A firestorm ensued. Critics rightly called Roosevelt’s proposal a plan to pack the Court. Even liberals who deplored the Court’s decisions, including many congressional Democrats, opposed it.
Its arm cruelly twisted by Roosevelt’s threat to its independence, the Supreme Court began surrendering in self-preservation. On March 29, the Court upheld a revised Frazier-Lemke Act; the National Firearms Act; the Railway Labor Act, which promoted collective bargaining; and a Washington state law providing for minimum wages for women.
Then cases arose involving the blatantly pro-labor Wagner Act and the Social Security Act. The Court was in a hideous bind. Most of the Justices opposed the expansion of government power which these laws entailed – but if they voided them, Congress would probably enact Roosevelt’s Court pack.

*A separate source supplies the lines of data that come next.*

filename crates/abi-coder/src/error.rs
// SPDX-License-Identifier: Apache-2.0 OR MIT
// Copyright (c) 2025-2026 naskel.com

//! Error taxonomy shared by resolution, coder construction and the coders.

use thiserror::Error;

/// Errors produced by the ABI codec.
///
/// Every variant carries a message naming the offending type, value or
/// byte region. Errors never leave partially decoded state behind: a failed
/// call only affects that call.
#[derive(Debug, Clone, PartialEq, Eq, Error)]
pub enum AbiError {
    /// Value does not match the shape the coder expects.
    #[error("Encode error: {0}")]
    Encode(String),

    /// Byte buffer is too short, oversized or structurally invalid.
    #[error("Decode error: {0}")]
    Decode(String),

    /// A type descriptor lacks a structurally required component.
    #[error("Invalid component: {0}")]
    InvalidComponent(String),

    /// No coder matches the resolved type.
    #[error("{0}")]
    CoderNotFound(String),

    /// Type is recognised but cannot be represented.
    #[error("Invalid data: {0}")]
    InvalidData(String),

    /// Type id is absent from the schema.
    #[error("Type not found: {0}")]
    TypeNotFound(String),

    /// Encoding version string is not known.
    #[error("Encoding version {0} is unsupported.")]
    UnsupportedEncodingVersion(String),

    /// Schema or configuration document could not be loaded.
    #[error("Schema error: {0}")]
    Schema(String),
}

impl AbiError {
    pub(crate) fn encode(msg: impl Into<String>) -> Self {
        Self::Encode(msg.into())
    }

    pub(crate) fn decode(msg: impl Into<String>) -> Self {
        Self::Decode(msg.into())
    }

    /// The human readable message without the kind prefix.
    pub fn message(&self) -> &str {
        match self {
            Self::Encode(m)
            | Self::Decode(m)
            | Self::InvalidComponent(m)
            | Self::CoderNotFound(m)
            | Self::InvalidData(m)
            | Self::TypeNotFound(m)
            | Self::UnsupportedEncodingVersion(m)
            | Self::Schema(m) => m,
        }
    }
}

impl From<serde_json::Error> for AbiError {
    fn from(e: serde_json::Error) -> Self {
        Self::Schema(e.to_string())
    }
}

impl From<std::io::Error> for AbiError {
    fn from(e: std::io::Error) -> Self {
        Self::Schema(e.to_string())
    }
}

/// Result alias used throughout the crate.
pub type AbiResult<T> = Result<T, AbiError>;

#[cfg(test)]
mod tests {
    use super::*;

    #[test]
    fn test_display_variants() {
        assert_eq!(
            AbiError::decode("Invalid enum data size.").to_string(),
            "Decode error: Invalid enum data size."
        );
        assert_eq!(
            AbiError::UnsupportedEncodingVersion("2".into()).to_string(),
            "Encoding version 2 is unsupported."
        );
        assert_eq!(
            AbiError::CoderNotFound("Coder not found: {}.".into()).to_string(),
            "Coder not found: {}."
        );
    }

    #[test]
    fn test_message_strips_kind() {
        let err = AbiError::encode("Expected array value.");
        assert_eq!(err.message(), "Expected array value.");
    }

    #[test]
    fn test_from_serde_json() {
        let err: AbiError = serde_json::from_str::<u32>("nope").unwrap_err().into();
        assert!(matches!(err, AbiError::Schema(_)));
    }
}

On April 12, the Court upheld the Wagner Act. On May 18, Van Devanter announced his imminent retirement, enabling Roosevelt to nominate a Justice.

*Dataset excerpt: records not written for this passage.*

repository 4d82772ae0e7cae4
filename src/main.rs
//! Bookshelf Server
//!
//! A Rust REST API server for tracking books and reading progress.

use tokio::net::TcpListener;
use tracing_subscriber::{layer::SubscriberExt, util::SubscriberInitExt};

use bookshelf_server::{api, config::AppConfig, AppState};

#[tokio::main]
async fn main() -> anyhow::Result<()> {
    // Load environment variables from .env file
    dotenvy::dotenv().ok();

    let config = AppConfig::load()?;

    // Initialize tracing
    let filter = tracing_subscriber::EnvFilter::try_from_default_env().unwrap_or_else(|_| {
        format!("bookshelf_server={},tower_http=debug", config.logging.level).into()
    });

    let registry = tracing_subscriber::registry().with(filter);
    if config.logging.format == "json" {
        registry.with(tracing_subscriber::fmt::layer().json()).init();
    } else {
        registry.with(tracing_subscriber::fmt::layer()).init();
    }

    tracing::info!("Starting Bookshelf Server v{}", env!("CARGO_PKG_VERSION"));

    let addr = format!("{}:{}", config.server.host, config.server.port);
    let state = AppState::new(config);
    let app = api::router(state);

    let listener = TcpListener::bind(&addr).await?;
    tracing::info!("Server listening on http://{}", listener.local_addr()?);

    axum::serve(listener, app)
        .with_graceful_shutdown(shutdown_signal())
        .await?;

    tracing::info!("Server stopped");
    Ok(())
}

async fn shutdown_signal() {
    let ctrl_c = async {
        if let Err(e) = tokio::signal::ctrl_c().await {
            tracing::warn!("Failed to listen for Ctrl-C: {}", e);
            std::future::pending::<()>().await;
        }
    };

    #[cfg(unix)]
    let terminate = async {
        match tokio::signal::unix::signal(tokio::signal::unix::SignalKind::terminate()) {
            Ok(mut signal) => {
                signal.recv().await;
            }
            Err(e) => {
                tracing::warn!("Failed to listen for SIGTERM: {}", e);
                std::future::pending::<()>().await;
            }
        }
    };

    #[cfg(not(unix))]
    let terminate = std::future::pending::<()>();

    tokio::select! {
        _ = ctrl_c => {},
        _ = terminate => {},
    }

    tracing::info!("Shutdown signal received");
}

The case for his bill was weakening. But Roosevelt would not quit.
Such was the situation when the Supreme Court considered the Helvering v. Davis case.

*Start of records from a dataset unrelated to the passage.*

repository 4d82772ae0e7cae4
//! Business logic services

pub mod books;

use crate::repository::Repository;

/// Container for all services
#[derive(Clone)]
pub struct Services {
    pub books: books::BooksService,
}

impl Services {
    /// Create all services with the given repository
    pub fn new(repository: Repository) -> Self {
        Self {
            books: books::BooksService::new(repository),
        }
    }
}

There were three loopholes in the Constitution as it was written that, retrospectively, turned out to be keys in its subversion. Two were just loosely specified phrases that were readapted later ("interstate commerce" and "general welfare"). That sort of thing it would seem is inevitable; indeed the same sort of thing obtains around, for example, the second amendment; it's just that the 2nd cannot by its nature be used to justify much lawmaking; the interstate commerce and general welfare clauses can. But if they did not exist, then other loose phrases would have probably been found. And in any case, words don't enforce themselves, so overt loopholes or not, the Constitution is only as good as the people who enforce it.
The third fault line in the Constitution was a simple oversight that the founders should not have made: not specifying the size of the Supreme Court. The founders clearly understood that the Court had to be independent; that's why they gave life tenure and specified that their salaries could not be lowered while they were in office. But independence is clearly threatened by the ability to redefine the size of the Court. It is interesting to speculate what might have happened in the 30s had FDR not been able to threaten the Court. How much less socialism would we have today?